Activity: For the data below, please report each line where the word "body" is found.

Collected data
++++
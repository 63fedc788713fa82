//
//  git-providers
//  tests/cli.rs
//
//  Created by Ngonidzashe Mangudya on 2026/01/12.
//  Copyright (c) 2025 IAMNGONI. All rights reserved.
//

use assert_cmd::Command;
use predicates::prelude::*;

fn gp(config_dir: &tempfile::TempDir) -> Command {
    let mut cmd = Command::cargo_bin("gp").unwrap();
    cmd.env("GP_CONFIG", config_dir.path().join("config.toml"))
        .env_remove("GP_PROVIDER")
        .env("NO_COLOR", "1");
    cmd
}

#[test]
fn parse_public_url_without_configuration() {
    let dir = tempfile::tempdir().unwrap();
    gp(&dir)
        .args(["parse", "https://github.com/daytonaio/daytona/tree/main", "--json"])
        .assert()
        .success()
        .stdout(predicate::str::contains("\"owner\": \"daytonaio\""))
        .stdout(predicate::str::contains("\"branch\": \"main\""));
}

#[test]
fn link_builds_commit_url() {
    let dir = tempfile::tempdir().unwrap();
    gp(&dir)
        .args(["link", "https://gitlab.com/org/sub/repo", "--commit", "abc123"])
        .assert()
        .success()
        .stdout(predicate::str::starts_with("https://gitlab.com/org/sub/repo"))
        .stdout(predicate::str::contains("abc123"));
}

#[test]
fn providers_list_includes_every_vendor() {
    let dir = tempfile::tempdir().unwrap();
    gp(&dir)
        .args(["providers", "--json"])
        .assert()
        .success()
        .stdout(predicate::str::contains("\"aws-codecommit\""))
        .stdout(predicate::str::contains("\"gitee\""));
}

#[test]
fn unknown_host_is_not_found() {
    let dir = tempfile::tempdir().unwrap();
    gp(&dir)
        .args(["parse", "https://git.example.com/team/app"])
        .assert()
        .code(8)
        .stderr(predicate::str::contains("no configured provider"));
}

#[test]
fn listing_without_providers_asks_for_configuration() {
    let dir = tempfile::tempdir().unwrap();
    gp(&dir)
        .arg("namespaces")
        .assert()
        .failure()
        .stderr(predicate::str::contains("gp providers add"));
}
//
//  git-providers
//  lib.rs
//
//  Created by Ngonidzashe Mangudya on 2026/01/12.
//  Copyright (c) 2025 IAMNGONI. All rights reserved.
//

//! # Git Providers Library
//!
//! A vendor-neutral layer over git hosting services: it turns repository URLs
//! from any supported vendor into one canonical context, builds URLs back from
//! that context, and answers the handful of questions a workspace or prebuild
//! system needs (branches, pull requests, head commits, webhooks).
//!
//! ## Supported vendors
//!
//! GitHub and GitHub Enterprise Server, GitLab and self-managed GitLab,
//! Bitbucket Cloud, Bitbucket Server/Data Center, Azure DevOps, Gitea,
//! Codeberg, Gogs, Gitee, Gitness and AWS CodeCommit.
//!
//! ## Module Structure
//!
//! - [`context`]: Canonical model and the shared URL grammar
//! - [`providers`]: The [`providers::GitProvider`] trait, one adapter per vendor and dispatch
//! - [`api`]: HTTP client and the [`api::common::ProviderError`] taxonomy
//! - [`auth`]: Credential schemes and AWS SigV4 signing
//! - [`config`]: Configured provider entries
//! - [`cli`] and [`output`]: The `gp` binary
//!
//! ## Example Usage
//!
//! ```rust,no_run
//! use git_providers::config::ProviderConfig;
//! use git_providers::providers::GitProviderService;
//!
//! # fn main() -> anyhow::Result<()> {
//! let service = GitProviderService::new(vec![ProviderConfig::new("gitlab", "glpat-xxx")]);
//! let provider = service.get_git_provider_for_url("https://gitlab.com/org/sub/repo")?;
//! let ctx = provider.parse_static_git_context("https://gitlab.com/org/sub/repo")?;
//! assert_eq!(ctx.owner, "org/sub");
//! # Ok(())
//! # }
//! ```

/// Command-line interface definitions for `gp`.
pub mod cli;

/// HTTP client, vendor error decoding and the error taxonomy.
pub mod api;

/// Authentication schemes applied to outgoing requests.
pub mod auth;

/// Provider configuration persisted as TOML.
pub mod config;

/// Canonical repository model and URL grammar.
pub mod context;

/// Table and JSON rendering.
pub mod output;

/// Vendor adapters and dispatch.
pub mod providers;

pub use api::common::ProviderError;
pub use config::{Config, ProviderConfig};
pub use context::StaticGitContext;
pub use providers::{GitProvider, GitProviderService};

/// Binary name.
pub const APP_NAME: &str = "gp";

/// Crate version, also sent in the `User-Agent` header.
pub const VERSION: &str = env!("CARGO_PKG_VERSION");

/// Process exit codes of the `gp` binary.
pub mod exit_codes {
    /// The command completed without errors.
    pub const SUCCESS: i32 = 0;

    /// An unspecified error occurred. Check stderr for details.
    pub const ERROR: i32 = 1;

    /// Invalid arguments or configuration.
    pub const USAGE: i32 = 2;

    /// The vendor rejected the credentials (401/403).
    pub const AUTH_ERROR: i32 = 4;

    /// Repository, branch, pull request or provider not found.
    pub const NOT_FOUND: i32 = 8;

    /// The vendor has no API for the requested operation.
    pub const UNSUPPORTED: i32 = 16;

    /// The vendor's rate limit was exceeded (429).
    pub const RATE_LIMIT: i32 = 32;

    use crate::api::common::ProviderError;

    /// Exit code for an error returned by a command.
    pub fn for_error(err: &anyhow::Error) -> i32 {
        let Some(provider_err) = err.downcast_ref::<ProviderError>() else {
            return ERROR;
        };
        match provider_err {
            ProviderError::Config(_) | ProviderError::Parse { .. } => USAGE,
            ProviderError::Unsupported { .. } => UNSUPPORTED,
            e if e.is_not_found() => NOT_FOUND,
            e => match e.status() {
                Some(401 | 403) => AUTH_ERROR,
                Some(429) => RATE_LIMIT,
                _ => ERROR,
            },
        }
    }

}
#[async_trait]
impl GitProvider for BitbucketServerProvider {
    fn id(&self) -> &str {
        "bitbucket-server"
    }

    fn can_handle(&self, repo_url: &str) -> Result<bool> {
        let ctx = self.parse_static_git_context(repo_url)?;
        Ok(self.base_api_url.contains(&ctx.source))
    }

    fn parse_static_git_context(&self, repo_url: &str) -> Result<StaticGitContext> {
        let repo_url = repo_url.trim();
        let caps = PROJECT_PATTERN
            .captures(repo_url)
            .or_else(|| SCM_PATTERN.captures(repo_url))
            .ok_or_else(|| {
                ProviderError::parse_with(repo_url, "could not extract project key and repository")
            })?;

        let root = &caps[1];
        let key = &caps[2];
        let slug = caps[3].trim_end_matches(".git");
        let action = caps.get(4).map(|m| m.as_str());
        let identifier = caps.get(5).map(|m| m.as_str().trim_end_matches('/'));

        let parsed = parse_http(root)?;
        let mut ctx = StaticGitContext {
            id: key.to_string(),
            name: slug.to_string(),
            owner: slug.to_string(),
            url: format!("{root}/scm/{key}/{slug}.git"),
            source: host_with_port(&parsed, repo_url)?,
            ..Default::default()
        };

        let (at, until) = query_refs(repo_url);

        match action {
            Some("pull-requests") => {
                if let Some(number) = identifier {
                    ctx.pr_number = Some(parse_pr_number(repo_url, Some(&number))?);
                }
            }
            Some("browse") => {
                ctx.branch = at;
                ctx.path = identifier.filter(|p| !p.is_empty()).map(str::to_string);
            }
            Some("commits") => {
                if let Some(sha) = identifier.map(str::to_string).or(until) {
                    ctx = ctx.with_commit(sha);
                }
            }
            _ => {
                ctx.branch = at;
            }
        }

        Ok(ctx)
    }

    fn get_url_from_context(&self, request: &RepositoryContextRequest) -> String {
        let Some(caps) = SCM_PATTERN.captures(&request.url) else {
            return request.url.trim_end_matches(".git").to_string();
        };
        let repo = format!("{}/projects/{}/repos/{}", &caps[1], &caps[2], &caps[3]);

        if let Some(pr) = request.pr_number {
            return format!("{repo}/pull-requests/{pr}");
        }

        let branch = request.branch.as_deref().filter(|b| !b.is_empty());
        if let Some(sha) = branch.filter(|b| request.sha.as_deref() == Some(*b)) {
            return format!("{repo}/commits/{sha}");
        }

        let mut url = format!("{repo}/browse");
        if let Some(path) = request.path.as_deref().filter(|p| !p.is_empty()) {
            url.push('/');
            url.push_str(path);
        }
        if let Some(branch) = branch {
            url.push_str(&format!("?at={}", urlencoding::encode(&format!("{REF_HEADS}{branch}"))));
        }
        url
    }

    async fn get_namespaces(&self, options: &ListOptions) -> Result<Vec<GitNamespace>> {
        let user = self.get_user().await?;
        let page: ServerPaginatedResponse<Project> = self
            .client
            .get(&format!(
                "/api/1.0/projects?start={}&limit={}",
                options.offset(),
                options.per_page()
            ))
            .await?;

        let mut namespaces = vec![GitNamespace::personal(&user.username)];
        namespaces.extend(page.values.into_iter().map(|p| GitNamespace::new(p.key, p.name)));
        Ok(namespaces)
    }

    async fn get_repositories(
        &self,
        namespace: &str,
        options: &ListOptions,
    ) -> Result<Vec<GitRepository>> {
        let path = if is_personal_namespace(namespace) {
            "/api/1.0/repos".to_string()
        } else {
            format!("/api/1.0/projects/{}/repos", urlencoding::encode(namespace))
        };

        let page: ServerPaginatedResponse<Repository> = self
            .client
            .get(&format!(
                "{path}?start={}&limit={}",
                options.offset(),
                options.per_page()
            ))
            .await?;

        Ok(page
            .values
            .into_iter()
            .map(|r| self.to_repository(r))
            .collect())
    }

    async fn get_repo_branches(
        &self,
        repository_id: &str,
        namespace_id: &str,
        options: &ListOptions,
    ) -> Result<Vec<GitBranch>> {
        let branches = self.list_branches(namespace_id, repository_id, options).await?;
        Ok(branches
            .into_iter()
            .map(|b| GitBranch {
                name: b.display_id,
                sha: b.latest_commit,
            })
            .collect())
    }

    async fn get_repo_prs(
        &self,
        repository_id: &str,
        namespace_id: &str,
        options: &ListOptions,
    ) -> Result<Vec<GitPullRequest>> {
        let page: ServerPaginatedResponse<Pull> = self
            .client
            .get(&format!(
                "{}/pull-requests?state=OPEN&start={}&limit={}",
                Self::repo_path(namespace_id, repository_id),
                options.offset(),
                options.per_page()
            ))
            .await?;

        Ok(page
            .values
            .into_iter()
            .map(|pr| {
                let source = self.to_repository(pr.from_ref.repository);
                GitPullRequest {
                    name: pr.title,
                    branch: pr.from_ref.display_id,
                    sha: pr.from_ref.latest_commit,
                    source_repo_id: source.id,
                    source_repo_url: source.url,
                    source_repo_owner: source.owner,
                    source_repo_name: source.name,
                }
            })
            .collect())
    }

    async fn get_user(&self) -> Result<GitUser> {
        // no "current user" endpoint; the username comes back as a response header
        let (_, headers): (serde_json::Value, HeaderMap) = self
            .client
            .get_with_headers("/api/1.0/application-properties")
            .await?;
        let username = headers
            .get("x-ausername")
            .and_then(|v| v.to_str().ok())
            .filter(|v| !v.is_empty())
            .ok_or_else(|| ProviderError::NotFound("X-AUSERNAME header".to_string()))?
            .to_string();

        let user: User = self
            .client
            .get(&format!("/api/1.0/users/{}", urlencoding::encode(&username)))
            .await?;

        Ok(GitUser {
            id: user.id.to_string(),
            username,
            name: user.display_name,
            email: user.email_address.unwrap_or_default(),
        })
    }

    async fn get_last_commit_sha(&self, ctx: &StaticGitContext) -> Result<String> {
        let mut path = format!("{}/commits?limit=1", Self::repo_path(&ctx.id, &ctx.name));
        if let Some(until) = ctx.sha.as_ref().or(ctx.branch.as_ref()) {
            path.push_str(&format!("&until={}", urlencoding::encode(until)));
        }

        let page: ServerPaginatedResponse<Commit> = self.client.get(&path).await?;
        page.values
            .into_iter()
            .next()
            .map(|c| c.id)
            .ok_or_else(|| ProviderError::NotFound(format!("commits of {}/{}", ctx.id, ctx.name)))
    }

    async fn get_branch_by_commit(&self, ctx: &StaticGitContext) -> Result<String> {
        let sha = ctx.sha.clone().unwrap_or_default();
        let branches = self
            .list_branches(&ctx.id, &ctx.name, &ListOptions::default())
            .await?;

        for branch in branches {
            if branch.latest_commit == sha {
                return Ok(branch.display_id);
            }
            let path = format!(
                "{}/commits?until={}",
                Self::repo_path(&ctx.id, &ctx.name),
                urlencoding::encode(&branch.latest_commit)
            );
            match self.commit_ids(&path, MAX_PARENT_WALK_DEPTH).await {
                Ok(ids) if ids.contains(&sha) => return Ok(branch.display_id),
                Ok(_) => {}
                Err(e) => tracing::warn!("skipping branch {}: {}", branch.display_id, e),
            }
        }

        Err(ProviderError::BranchNotFound { sha })
    }

    async fn get_default_branch(&self, ctx: &StaticGitContext) -> Result<String> {
        self.list_branches(&ctx.id, &ctx.name, &ListOptions::default())
            .await?
            .into_iter()
            .find(|b| b.is_default)
            .map(|b| b.display_id)
            .ok_or_else(|| ProviderError::NotFound(format!("default branch of {}/{}", ctx.id, ctx.name)))
    }

    async fn get_pr_context(&self, ctx: &StaticGitContext) -> Result<StaticGitContext> {
        let Some(number) = ctx.pr_number else {
            return Ok(ctx.clone());
        };

        let pr: Pull = self
            .client
            .get(&format!(
                "{}/pull-requests/{number}",
                Self::repo_path(&ctx.id, &ctx.name)
            ))
            .await?;
        let source = pr.from_ref.repository;

        let mut resolved = ctx.clone();
        resolved.url = format!("{}/scm/{}/{}.git", self.web_root(), source.project.key, source.slug);
        resolved.id = source.project.key;
        resolved.name = source.slug.clone();
        resolved.owner = source.slug;
        resolved.branch = Some(pr.from_ref.display_id);
        Ok(resolved)
    }

    async fn register_prebuild_webhook(
        &self,
        repo: &GitRepository,
        endpoint_url: &str,
    ) -> Result<String> {
        let body = json!({
            "name": "prebuild trigger",
            "url": endpoint_url,
            "events": ["repo:refs_changed"],
            "active": true,
        });
        let hook: Webhook = self
            .client
            .post(&format!("{}/webhooks", Self::repo_path(&repo.id, &repo.name)), &body)
            .await?;
        Ok(hook.id.to_string())
    }

    async fn get_prebuild_webhook(
        &self,
        repo: &GitRepository,
        endpoint_url: &str,
    ) -> Result<Option<String>> {
        let page: ServerPaginatedResponse<Webhook> = self
            .client
            .get(&format!("{}/webhooks", Self::repo_path(&repo.id, &repo.name)))
            .await?;
        Ok(page
            .values
            .into_iter()
            .find(|h| h.url == endpoint_url)
            .map(|h| h.id.to_string()))
    }

    async fn unregister_prebuild_webhook(&self, repo: &GitRepository, id: &str) -> Result<()> {
        let id: u64 = id
            .parse()
            .map_err(|_| ProviderError::Config(format!("invalid webhook id: {id}")))?;
        self.client
            .delete(&format!("{}/webhooks/{id}", Self::repo_path(&repo.id, &repo.name)))
            .await
    }

    async fn get_commits_range(
        &self,
        repo: &GitRepository,
        initial_sha: &str,
        current_sha: &str,
    ) -> Result<usize> {
        let path = format!(
            "{}/commits?since={}&until={}",
            Self::repo_path(&repo.id, &repo.name),
            urlencoding::encode(initial_sha),
            urlencoding::encode(current_sha)
        );
        Ok(self.commit_ids(&path, MAX_PARENT_WALK_DEPTH).await?.len())
    }

    fn parse_event_data(&self, headers: &HeaderMap, body: &[u8]) -> Result<Option<GitEventData>> {
        if !header_is(headers, "X-Event-Key", "repo:refs_changed") {
            return Ok(None);
        }

        let event: RefsChangedEvent = serde_json::from_slice(body)?;
        let Some(change) = event
            .changes
            .iter()
            .find(|c| c.ref_id.starts_with(REF_HEADS))
        else {
            return Ok(None);
        };

        Ok(Some(GitEventData {
            url: format!(
                "{}/scm/{}/{}.git",
                self.web_root(),
                event.repository.project.key.to_lowercase(),
                event.repository.slug
            ),
            branch: change.ref_id.trim_start_matches(REF_HEADS).to_string(),
            sha: change.to_hash.clone(),
            owner: event.actor.display_name,
            affected_files: Vec::new(),
        }))
    }
}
++++
Problem solution:
        let body = json!({
            .post(&format!("{}/webhooks", Self::repo_path(&repo.id, &repo.name)), &body)
    fn parse_event_data(&self, headers: &HeaderMap, body: &[u8]) -> Result<Option<GitEventData>> {
        let event: RefsChangedEvent = serde_json::from_slice(body)?;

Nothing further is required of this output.